I just Google earthed Fort van leir and its about 400yds by 200 yds thats about 20 acres.


----------



## carlosii (Feb 25, 2007)

DXTCLUE said:


> I just Google earthed Fort van leir and its about 400yds by 200 yds thats about 20 acres.


close...it would be 16.36 acres, but whose counting. :wink: seriously, much depends on the lay of the land as well as its configuration. a square is not necessarily the best option.

try this link. http://www.archerytalk.com/vb/showthread.php?t=635818&highlight=acreage+for+field+range


----------



## wa-prez (Sep 9, 2006)

Archery Trade Association has a good publication with guidelines for setting up various types of archery ranges, from indoor throught 3-D.

For Field, the recommendation is about 1 acre per target, so about 14 acres for a 14-target standard Field range.

You can download the document here: http://www.archerytrade.org/news/publications-and-research/49.html

There are allowances for how much space you want to provide for parking, assembly, clubhouse (which add extra space requirment) and what kind of terrain you have - flat, hills, canyons (which can make setting up safe target lanes easier, or might make some of the land not practically useable at all).


----------



## va MTN MAN (Jan 24, 2003)

Mine is on slightly less than ten acres and ia circular pattern with full safety. I think if some thought is given you could do it safely on about 5 or six acres.


----------



## araz2114 (Jan 13, 2003)

So it looks like 10 acres would be close to a minimum. That's good. Depending on the features of the property it may take more or less... 

Thinking......

Thank you guys,

Chris


----------



## red1691 (Jun 8, 2007)

You can use as little as 5 acres if you only put in walk back targets. Years back the City took the land our club had a 28 target Field range on, about 17 acres, then they stuck us in a park with only about 5 acres. Below in the photo or link which ever I can get to work, the 14 target range is in the planted Pines and a 6 target practice butts in the field next to the trees. But sometimes you have to work with what you get!
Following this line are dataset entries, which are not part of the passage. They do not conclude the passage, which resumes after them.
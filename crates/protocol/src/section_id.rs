use std::borrow::Borrow;
use std::fmt;
use std::sync::Arc;

use serde::{Deserialize, Serialize};

/// Page-unique name of one full-screen section, chosen by its owner.
///
/// The registry, the reporter and host tables all hold clones of the same
/// `Arc<str>`. Ordering and hashing follow the underlying `str`, so sets
/// keyed by `SectionId` can be queried with a plain `&str`.
#[derive(Debug, Clone, PartialEq, Eq, PartialOrd, Ord, Hash, Serialize, Deserialize)]
#[serde(transparent)]
pub struct SectionId(Arc<str>);

impl SectionId {
    pub fn as_str(&self) -> &str {
        &self.0
    }
}

impl Borrow<str> for SectionId {
    fn borrow(&self) -> &str {
        &self.0
    }
}

impl From<&str> for SectionId {
    fn from(s: &str) -> Self {
        SectionId(Arc::from(s))
    }
}

impl From<String> for SectionId {
    fn from(s: String) -> Self {
        SectionId(Arc::from(s))
    }
}

impl fmt::Display for SectionId {
    fn fmt(&self, f: &mut fmt::Formatter<'_>) -> fmt::Result {
        f.write_str(&self.0)
    }
}
use scrollgate_protocol::{LockState, SectionId, Threshold};
use tracing::{debug, warn};

use crate::config::ScrollLockConfig;
use crate::error::SuppressionError;
use crate::flag::CompletionFlag;
use crate::observe::{ObservationHandle, ViewportObserver};
use crate::registry::LockRegistry;
use crate::reporter::IntersectionReporter;
use crate::suppress::ScrollSuppressor;

/// Root of one page load: owns the registry every section shares.
///
/// Tearing the page down (explicitly or on drop) clears the lock set and
/// lifts suppression. The registry stays closed afterwards: sections that
/// outlive the page can neither take a lock nor report one.
pub struct Page {
    config: ScrollLockConfig,
    registry: LockRegistry,
    torn_down: bool,
}

impl Page {
    pub fn new(config: ScrollLockConfig, suppressor: impl ScrollSuppressor + 'static) -> Self {
        let registry = LockRegistry::with_config(&config, suppressor);
        debug!(threshold = config.threshold().fraction(), "page scope created");
        Self {
            config,
            registry,
            torn_down: false,
        }
    }

    pub fn threshold(&self) -> Threshold {
        self.config.threshold()
    }

    pub fn registry(&self) -> &LockRegistry {
        &self.registry
    }

    /// Mount `section` against this page's registry.
    pub fn mount<C, V>(
        &self,
        section: Section<C>,
        viewport: &mut V,
        target: &V::Target,
    ) -> MountedSection<C, V::Handle>
    where
        V: ViewportObserver,
    {
        section.mount(&self.registry, viewport, target)
    }

    pub fn teardown(mut self) -> Result<(), SuppressionError> {
        self.torn_down = true;
        debug!("page scope torn down");
        self.registry.teardown()
    }
}

impl Drop for Page {
    fn drop(&mut self) {
        if self.torn_down {
            return;
        }
        if let Err(e) = self.registry.teardown() {
            warn!(error = %e, "could not lift scroll suppression while dropping page");
        }
    }
}

/// A full-viewport section before it is mounted: its identifier, the
/// owner's completion flag and whatever content the host renders for it.
#[derive(Debug)]
pub struct Section<C> {
    id: SectionId,
    has_viewed_all: CompletionFlag,
    content: C,
}

impl<C> Section<C> {
    pub fn new(id: impl Into<SectionId>, has_viewed_all: bool, content: C) -> Self {
        Self::with_flag(id, CompletionFlag::new(has_viewed_all), content)
    }

    /// Use a flag the owner already holds a handle to.
    pub fn with_flag(id: impl Into<SectionId>, has_viewed_all: CompletionFlag, content: C) -> Self {
        Self {
            id: id.into(),
            has_viewed_all,
            content,
        }
    }

    pub fn id(&self) -> &SectionId {
        &self.id
    }

    pub fn mount<V>(
        self,
        registry: &LockRegistry,
        viewport: &mut V,
        target: &V::Target,
    ) -> MountedSection<C, V::Handle>
    where
        V: ViewportObserver,
    {
        let reporter =
            IntersectionReporter::mount(registry, self.id, viewport, target, &self.has_viewed_all);
        MountedSection {
            reporter,
            has_viewed_all: self.has_viewed_all,
            content: self.content,
        }
    }
}

/// A section whose reporter is live.
pub struct MountedSection<C, H: ObservationHandle> {
    reporter: IntersectionReporter<H>,
    has_viewed_all: CompletionFlag,
    content: C,
}

impl<C, H: ObservationHandle> MountedSection<C, H> {
    pub fn id(&self) -> &SectionId {
        self.reporter.section_id()
    }

    pub fn content(&self) -> &C {
        &self.content
    }

    pub fn content_mut(&mut self) -> &mut C {
        &mut self.content
    }

    pub fn has_viewed_all(&self) -> &CompletionFlag {
        &self.has_viewed_all
    }

    pub fn set_has_viewed_all(&self, value: bool) -> Result<(), SuppressionError> {
        self.has_viewed_all.set(value)
    }

    pub fn state(&self) -> LockState {
        self.reporter.state()
    }

    /// Release the lock, stop observing and hand the content back.
    pub fn unmount(self) -> Result<C, SuppressionError> {
        let MountedSection {
            reporter, content, ..
        } = self;
        reporter.unmount()?;
        Ok(content)
    }
}
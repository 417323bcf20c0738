mod deck;
mod player;
mod renderer;

use std::path::{Path, PathBuf};

use anyhow::{Context, Result};
use clap::Parser;
use scrollgate_core::ScrollLockConfig;

use crate::deck::Deck;

/// Play a deck of full-screen sections; a section holds the scroll until
/// everything in it has been revealed.
#[derive(Parser)]
#[command(name = "scrollgate")]
#[command(about = "Terminal player for viewport-driven scroll locks", long_about = None)]
struct Cli {
    /// Deck JSON (`{"sections":[{"id","title","items"}]}`); built-in deck if omitted
    deck: Option<PathBuf>,

    /// Scroll-lock configuration JSON
    #[arg(short, long)]
    config: Option<PathBuf>,

    /// Write tracing output to this file (filter with RUST_LOG)
    #[arg(long)]
    log_file: Option<PathBuf>,
}

/// Restore terminal state - called on panic
fn restore_terminal() {
    use crossterm::{
        event::DisableMouseCapture,
        execute,
        terminal::{LeaveAlternateScreen, disable_raw_mode},
    };
    let _ = disable_raw_mode();
    let _ = execute!(std::io::stdout(), LeaveAlternateScreen, DisableMouseCapture);
}

fn init_logging(path: &Path) -> Result<()> {
    let log_file = std::fs::File::create(path)
        .with_context(|| format!("creating log file {}", path.display()))?;
    tracing_subscriber::fmt()
        .with_env_filter(
            tracing_subscriber::EnvFilter::from_default_env()
                .add_directive(tracing::Level::INFO.into()),
        )
        .with_writer(std::sync::Mutex::new(log_file))
        .with_ansi(false)
        .init();
    Ok(())
}

fn main() -> Result<()> {
    let cli = Cli::parse();

    // Never log to the terminal the player draws on.
    if let Some(path) = &cli.log_file {
        init_logging(path)?;
    }

    let deck = match &cli.deck {
        Some(path) => {
            let data =
                std::fs::read(path).with_context(|| format!("reading deck {}", path.display()))?;
            Deck::from_json(&data).with_context(|| format!("loading deck {}", path.display()))?
        }
        None => Deck::builtin(),
    };

    let config = match &cli.config {
        Some(path) => {
            let data = std::fs::read(path)
                .with_context(|| format!("reading config {}", path.display()))?;
            ScrollLockConfig::from_json(&data)
                .with_context(|| format!("loading config {}", path.display()))?
        }
        None => ScrollLockConfig::default(),
    };

    let original_hook = std::panic::take_hook();
    std::panic::set_hook(Box::new(move |panic_info| {
        restore_terminal();
        original_hook(panic_info);
    }));

    renderer::run(&deck, config)
}
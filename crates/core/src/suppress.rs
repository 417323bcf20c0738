use std::cell::Cell;
use std::rc::Rc;

use crate::error::SuppressionError;

/// The page-wide scroll-suppression primitive.
///
/// Only the registry calls this, and only on a transition of the lock set
/// between empty and non-empty.
pub trait ScrollSuppressor {
    fn apply(&mut self) -> Result<(), SuppressionError>;
    fn remove(&mut self) -> Result<(), SuppressionError>;
}

impl<S: ScrollSuppressor + ?Sized> ScrollSuppressor for Box<S> {
    fn apply(&mut self) -> Result<(), SuppressionError> {
        (**self).apply()
    }

    fn remove(&mut self) -> Result<(), SuppressionError> {
        (**self).remove()
    }
}

/// In-memory suppressor backed by a shared boolean.
///
/// Hosts that own their own scrolling (the terminal player) read
/// [`FlagSuppressor::is_active`] through a [`SuppressionProbe`] to decide
/// whether scroll input is honoured.
#[derive(Debug, Default)]
pub struct FlagSuppressor {
    state: Rc<SuppressionState>,
}

#[derive(Debug, Default)]
struct SuppressionState {
    active: Cell<bool>,
    applies: Cell<usize>,
    removes: Cell<usize>,
}

/// Read-only view of a [`FlagSuppressor`] that stays valid after the
/// suppressor has been moved into a registry.
#[derive(Debug, Clone)]
pub struct SuppressionProbe {
    state: Rc<SuppressionState>,
}

impl FlagSuppressor {
    pub fn new() -> Self {
        Self::default()
    }

    pub fn probe(&self) -> SuppressionProbe {
        SuppressionProbe {
            state: Rc::clone(&self.state),
        }
    }

    pub fn is_active(&self) -> bool {
        self.state.active.get()
    }
}

impl SuppressionProbe {
    pub fn is_active(&self) -> bool {
        self.state.active.get()
    }

    /// Number of `apply` calls seen so far.
    pub fn applies(&self) -> usize {
        self.state.applies.get()
    }

    /// Number of `remove` calls seen so far.
    pub fn removes(&self) -> usize {
        self.state.removes.get()
    }
}

impl ScrollSuppressor for FlagSuppressor {
    fn apply(&mut self) -> Result<(), SuppressionError> {
        self.state.applies.set(self.state.applies.get() + 1);
        self.state.active.set(true);
        Ok(())
    }

    fn remove(&mut self) -> Result<(), SuppressionError> {
        self.state.removes.set(self.state.removes.get() + 1);
        self.state.active.set(false);
        Ok(())
    }
}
http://maps.google.com/maps?q=l.+sc...rk,&hnear=Savannah,+Chatham,+Georgia&t=h&z=18


----------



## rsw (May 22, 2002)

rambling range would require more land, but a walk back range can be pretty compact if there is sufficient safety back drop. 14 targets would require about 20-25 yards between targets on averate with less for shorter targets and a little more for longer targets. If land is a constraint, you might want to consider an International Round range which is very similar. 20-65 yards in 5 yard increments; 3 arrows per target for a 300 score; no walkups/birdies/fans which makes it a nicer round for most who don't want to spend 5-6 hours shooting a field tournament. Less land, fewer targets, less expensive, and best of all, reduced labor.


----------



## RyanBambach (Nov 17, 2011)

araz2114 said:


> So it looks like 10 acres would be close to a minimum. That's good. Depending on the features of the property it may take more or less...
> 
> Thinking......
> 
> ...


Hey Chris- just saw this post from the other week? did you have a place in mind or just looking? I was wanting to start one of my own at my place by Fergus. 14 acres with a mix of mature hardwoods with some very rolling terrain, low lying swamp (dry in the summer months) 1/2 acre+ pond area, and a bunch more! and it has a full trail system with more to come in the spring (it was logged the other week and I just have to clear up the new trails). Its my main reason for wanting to get back into the compounds as it would make a great 3D course for my self and friends!

Ryan


----------



## GSAmenber (Apr 15, 2005)

We (Garden state Archery in NJ) have 2 full 28 target courses 35 acres. The club house, practice range, parking, and picnic area is in the middle of a 4 leaf clover layout.


----------



## pipeliner8 (Feb 22, 2010)

I built my own range in my back yard. Only has 8 targets on best guess 3 acres. You shoot all 8 targets once threw, then go back threw and shoot six which makes 14( two only get shoot once). Just have to double the bricks and pay attention to the signs. its safe and can shoot around 24 shooters( which is more than we draw around here). Its a walk thew and i enjoy having it out my back door.


----------



## araz2114 (Jan 13, 2003)

That is cool... I like the clover leaf layout idea


----------



## araz2114 (Jan 13, 2003)

That's exactly what I want... grab bow and go shoot at my house...


----------